# Need to help to find rescue



## hok9 (Nov 4, 2009)

Like most people know i am in Japan and have a hard time finding things here. I am looking for a rescue for my boys. After much discusion with the wife as to what buns we were going to let go, the housing we are in has come out with a new policy of only 2 pets period. We decided that it would be best to let the all the boys go as the girls like being by themselves and are ALOT cleaner then the boys ever were. This has been a hard decision for us and we would like to make it as quick as possible. 

I tried on "rescue" but they wanted me to pay $325 for them just to take one animal. They said that they are my responsibility and that I should not have taken them if this was going to happen. Like i can forsee the future. 

Any way, any help is appreciated.


----------



## hok9 (Nov 6, 2009)

UPDATE> They are doing annual inspections here next week and they are going to be enforcing their new "only to pets per household" rule (which does not include bunnies now.) I am running out of options. If i have 6 still they are going to evict us. My ONLY chance after this weekend is to euthanise.


----------



## irishbunny (Nov 6, 2009)

*hok9 wrote: *


> UPDATE> They are doing annual inspections here next week and they are going to be enforcing their new "only to pets per household" rule (which does not include bunnies now.) I am running out of options. If i have 6 still they are going to evict us. My ONLY chance after this weekend is to euthanise.

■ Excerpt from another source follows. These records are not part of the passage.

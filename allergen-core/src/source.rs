//! Supplier sheet reader using calamine
//!
//! Only the first worksheet is read. Columns are addressed by fixed position
//! (no header-name validation); rows shorter than a configured column simply
//! have no value there.

use calamine::{Data, Range, Reader, Sheets, open_workbook_auto, open_workbook_auto_from_rs};
use std::io::Cursor;
use std::path::Path;
use tracing::{debug, warn};

use crate::config::SourceConfig;
use crate::error::{ConvertError, Result};
use crate::value::CellValue;

/// One row of the uploaded spreadsheet
#[derive(Debug, Clone, Default, PartialEq)]
pub struct SourceRow {
    /// 1-based row number in the sheet
    pub row: u32,
    /// Free text that may embed CAS numbers
    pub cas_text: Option<String>,
    /// Value propagated into the template target column
    pub value: CellValue,
}

impl SourceRow {
    pub fn new(row: u32, cas_text: Option<&str>, value: impl Into<CellValue>) -> Self {
        Self {
            row,
            cas_text: cas_text.map(str::to_string),
            value: value.into(),
        }
    }
}

/// Read source rows from a spreadsheet file (xlsx, xlsm, xls, xlsb or ods)
pub fn read_source<P: AsRef<Path>>(path: P, config: &SourceConfig) -> Result<Vec<SourceRow>> {
    let path = path.as_ref();
    let origin = path.display().to_string();
    let mut workbook: Sheets<_> = open_workbook_auto(path).map_err(|e| input_error(&origin, e))?;
    first_sheet_rows(&mut workbook, &origin, config)
}

/// Read source rows from an in-memory upload
pub fn read_source_bytes(bytes: Vec<u8>, config: &SourceConfig) -> Result<Vec<SourceRow>> {
    let origin = "<upload>".to_string();
    let mut workbook =
        open_workbook_auto_from_rs(Cursor::new(bytes)).map_err(|e| input_error(&origin, e))?;
    first_sheet_rows(&mut workbook, &origin, config)
}

fn first_sheet_rows<RS>(
    workbook: &mut Sheets<RS>,
    origin: &str,
    config: &SourceConfig,
) -> Result<Vec<SourceRow>>
where
    RS: std::io::Read + std::io::Seek,
{
    let range = match workbook.worksheet_range_at(0) {
        Some(range) => range.map_err(|e| input_error(origin, e))?,
        None => {
            return Err(ConvertError::InputRead {
                origin: origin.to_string(),
                reason: "workbook has no worksheets".to_string(),
            });
        }
    };

    let rows = rows_from_range(&range, config);
    debug!(origin, rows = rows.len(), "read source sheet");
    Ok(rows)
}

/// Collect data rows from a worksheet range using absolute sheet positions
pub fn rows_from_range(range: &Range<Data>, config: &SourceConfig) -> Vec<SourceRow> {
    let (Some((_, _)), Some((end_row, _))) = (range.start(), range.end()) else {
        warn!("source sheet is empty");
        return Vec::new();
    };

    let cas_col = config.cas_column.index();
    let value_col = config.value_column.index();

    (config.header_rows..=end_row)
        .filter_map(|row| {
            let cas_text = range
                .get_value((row, cas_col))
                .map(CellValue::from)
                .filter(|v| !v.is_empty())
                .map(|v| v.to_string());
            let value = range
                .get_value((row, value_col))
                .map(CellValue::from)
                .unwrap_or_default();

            if cas_text.is_none() && value.is_empty() {
                return None;
            }

            Some(SourceRow {
                row: row + 1,
                cas_text,
                value,
            })
        })
        .collect()
}

fn input_error(origin: &str, err: impl std::fmt::Display) -> ConvertError {
    ConvertError::InputRead {
        origin: origin.to_string(),
        reason: err.to_string(),
    }
}
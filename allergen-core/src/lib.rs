//! allergen-core: converts supplier allergen disclosure sheets into the
//! standardized 83 (detail) and 26 (consolidated) forms
//!
//! Substances are matched between the uploaded sheet and each template by CAS
//! registry number. Templates are edited in place so that everything the
//! conversion does not touch ships exactly as it was.

pub mod cas;
pub mod config;
pub mod convert;
pub mod error;
pub mod index;
pub mod populate;
pub mod source;
pub mod template;
pub mod value;
pub mod variant;

pub use cas::extract_cas;
pub use config::{ConverterConfig, SourceConfig};
pub use convert::{ConversionOutcome, ConversionRequest, ConversionResult, Converter};
pub use error::{ConvertError, Result};
pub use index::SourceIndex;
pub use populate::{Metadata, PopulateSummary, populate};
pub use source::{SourceRow, read_source, read_source_bytes};
pub use template::{
    CellRef, ColumnRef, DirectoryTemplateStore, MemoryTemplateStore, TemplateDocument, TemplateStore,
};
pub use value::CellValue;
pub use variant::{CompanyType, FieldLayout, FormType, Housekeeping, VariantDescriptor, VariantRegistry};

This is very sad, did you know about this rule before you went out and bought all the rabbits? :? If it doesn't apply to rabbits how come you have to get rid of them?


----------



## hok9 (Nov 6, 2009)

They just put this into effect this month. We really had no warning. This applies especially to bunnies. They do not want any type of small caged animals in the complexes.


----------



## irishbunny (Nov 6, 2009)

Could you try putting up ads to sell them? Sell them back to the pet shops? Anything would be better then euthanising them.


----------



## pla725 (Nov 6, 2009)

I'm guessing this is military base housing. Ask for more time. Let them know the options you are considering. Perhaps they will give you some time or an exemption. See if they will "grandfather" them in. Good luck.


----------



## NorthernAutumn (Nov 6, 2009)

Selling back to pet shops, putting up ads, ask a friend if they can care for them for the next week while you get things straightened out.

two friends, each takes 2 bunnies while you find homes for them.

Honestly, you made a committment to these beings, and I think it is very important that you do absolutely everything in your power to ensure they live out their lives. Euthanasia would not be appropriate, IMO.

Write a letter to the supervisor of the building, explaining the situation, and your timeline. Request 1-2 months to find new homes, and provide the manager with weekly updates so they know that you are trying hard.


----------



## hok9 (Nov 6, 2009)

I already talked to them, and as one of you has said, it is a military base. They are going to do what they are going to do. I cannot sell them back to the pet shop, i tried to talk to them but they will only buy from their "source". I am going somewhere on monday to see if we can find a shelter to take them too, but this is getting close to the bottom of the barrel. 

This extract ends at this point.